Visto así, sólo cabía una esperanza: que fuese como una gripe. Mi cuñado Eduardo, alarmado desde el principio, me preguntaba qué me parecía. Yo le decía que era como una gripe grave y que la alarma procedía del temor a que mutase y se hiciese más letal. Y así lo fue considerando buena parte del mundo (a excepción de los vecinos coreanos y japoneses)… hasta que llegó a Italia. Concretamente a la zona más poblada, mejor comunicada y más desarrollada del país: Lombardía. Es lo que tiene la globalización y el mundo de los negocios, amplifica lo bueno…y lo malo.
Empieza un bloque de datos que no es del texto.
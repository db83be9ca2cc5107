//! Error types for the interaction layer and the wizard run

use serde::{Deserialize, Serialize};
use std::time::Duration;
use thiserror::Error;

#[derive(Error, Debug)]
pub enum E2eError {
    #[error("Element not found: {control} (no match for {candidates} candidate locator(s))")]
    ElementNotFound { control: String, candidates: usize },

    #[error("Option not found in overlay or document: {label:?}")]
    OptionNotFound { label: String },

    #[error("Timeout after {} ms waiting for: {condition}{}", .elapsed.as_millis(), last_error_suffix(.last_error))]
    Timeout {
        condition: String,
        elapsed: Duration,
        last_error: Option<String>,
    },

    #[error("Assertion failed: {0}")]
    Assertion(String),

    #[error("Driver error: {0}")]
    Driver(String),

    #[error("Session error: {0}")]
    Session(String),

    #[error("Step panicked: {0}")]
    Panic(String),

    #[error("Configuration error: {0}")]
    Config(#[from] onboard_common::Error),

    #[error("IO error: {0}")]
    Io(#[from] std::io::Error),

    #[error("JSON error: {0}")]
    Json(#[from] serde_json::Error),
}

fn last_error_suffix(last_error: &Option<String>) -> String {
    match last_error {
        Some(e) => format!(" (last error: {})", e),
        None => String::new(),
    }
}

impl From<fantoccini::error::CmdError> for E2eError {
    fn from(e: fantoccini::error::CmdError) -> Self {
        E2eError::Driver(e.to_string())
    }
}

impl From<fantoccini::error::NewSessionError> for E2eError {
    fn from(e: fantoccini::error::NewSessionError) -> Self {
        E2eError::Session(e.to_string())
    }
}

impl E2eError {
    pub fn assertion(message: impl Into<String>) -> Self {
        E2eError::Assertion(message.into())
    }

    pub fn driver(message: impl Into<String>) -> Self {
        E2eError::Driver(message.into())
    }

    /// Reporting class of this failure
    pub fn kind(&self) -> FailureKind {
        match self {
            E2eError::Assertion(_)
            | E2eError::ElementNotFound { .. }
            | E2eError::OptionNotFound { .. } => FailureKind::Assertion,
            E2eError::Timeout { .. } => FailureKind::Timeout,
            _ => FailureKind::Unexpected,
        }
    }

    pub fn is_timeout(&self) -> bool {
        matches!(self, E2eError::Timeout { .. })
    }

    /// Expected UI was not there, as opposed to the session misbehaving
    pub fn is_miss(&self) -> bool {
        matches!(
            self,
            E2eError::ElementNotFound { .. }
                | E2eError::OptionNotFound { .. }
                | E2eError::Timeout { .. }
        )
    }
}

/// Terminal failure classes of a run
#[derive(Debug, Clone, Copy, PartialEq, Eq, Serialize, Deserialize)]
#[serde(rename_all = "snake_case")]
pub enum FailureKind {
    Assertion,
    Timeout,
    Unexpected,
}

impl std::fmt::Display for FailureKind {
    fn fmt(&self, f: &mut std::fmt::Formatter<'_>) -> std::fmt::Result {
        match self {
            FailureKind::Assertion => write!(f, "assertion"),
            FailureKind::Timeout => write!(f, "timeout"),
            FailureKind::Unexpected => write!(f, "unexpected"),
        }
    }
}

pub type E2eResult<T> = Result<T, E2eError>;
Los primeros casos italianos salieron a la luz a finales de enero cuando dos turistas chinos de Wuhan, mostraron síntomas en Italia. Ambas personas fueron aisladas y todas con las que tuvieron contacto dieron positivo. El mayor problema fue poder identificar al paciente inicial, al parecer de Codogno, una ciudad a 60 Km de Milán, que contagió a sus familiares y a múltiples profesionales hospitalarios que no trataron el caso epidemiológicamente como se debía al no considerarlo como sospechoso del nuevo coronavirus, ya que no había vínculos claros entre el paciente y China. Desde ahí, la diseminación ha sido imparable. El 22 de febrero, los dos primeros fallecidos. El 4 de marzo se ordenó el cierre de colegios y universidades. El 8 de marzo se anunció el cierre de Lombardía y de otras regiones adyacentes, que se aplicó al día siguiente. Hoy ya es el país con más fallecidos del mundo (han llegado a 5000), con casi 800 casos diarios. Nosotros ya somos el tercero en contagios y superamos a Italia en casos corregido por el tiempo de evolución, es decir, los podemos superar también en fallecidos. Italia nos enseñó el peligro con algo más de una semana de antelación y lo subestimamos. Había otras prioridades. Será el próximo capítulo.